By having a budget, you ensure your business to run comfortably.
Don’t sign a multi-lease if you’re not ready
You have to keep in mind that the landlord wants to make money, just like you. This means they will try to bind you into a contract for a long time. You will have to keep certain things in your mind such as your business might not go as planned or expected, or your business might grow faster than you thought.
Think before signing a multi-lease if you’re not ready. Having a lease for several years might create a problem for your business.
Think the importance of a parking lot
For businesses, especially startups, parking lots can be a heavy investment to take. If you’re a small business person you might be able to make that decision instantly. Small businesses do not have to invest RIGHT AWAY (let alone you’re a digital marketer). It can eat up your budget, but it can let people take advantage of your parking lot that costs you a lot far more than complaints from customers.
One way to know if you need parking lots is to conduct research around your businesses and see whether the streets and location is accessible.
Weigh in the possibility of having an empty office space
Does your new office come up with basic furniture?

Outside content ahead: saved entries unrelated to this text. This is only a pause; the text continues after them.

use serde::{Deserialize, Serialize};

/// The preset reply for one request.
#[derive(Clone, Debug, PartialEq, Eq, Hash, Serialize, Deserialize)]
#[serde(tag = "type", content = "data")]
pub enum PresetReply {
    /// The service answers with this text.
    #[serde(rename = "text")]
    Text(String),
    /// The service fails with an error of this kind.
    #[serde(rename = "failure")]
    Failure(PresetFailure),
}

/// Mirrors [`plainchat_model::ErrorKind`] in a serializable form.
#[derive(Clone, Copy, Debug, PartialEq, Eq, Hash, Serialize, Deserialize)]
#[serde(rename_all = "snake_case")]
pub enum PresetFailure {
    Timeout,
    Authentication,
    RateLimitExceeded,
    InvalidRequest,
    Moderated,
    Other,
}

impl PresetReply {
    /// Creates a successful reply.
    #[inline]
    pub fn text<S: Into<String>>(text: S) -> Self {
        Self::Text(text.into())
    }

    /// Creates a failed reply.
    #[inline]
    pub fn failure(kind: PresetFailure) -> Self {
        Self::Failure(kind)
    }
}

Most businesses often opt this out of their leasing agreement thinking they can cut their costs for less. If you have any of these capabilities, then, why not go for it?
When starting a business, you might want to purchase the best furniture, equipment, pieces of machinery, and more. However, expensive items don’t necessarily equate to productivity, talent, skill, or grit of company personas. So, think carefully before making a huge splash on your savings.
To have one or not?
Home-based business owners will have the advantage of paying lower costs to put up their online store. Service-oriented companies might do fine without a physical address – but, they still have to work hard for the public to trust them. This includes amplifying their website activities, customer service, social media strategies, and more.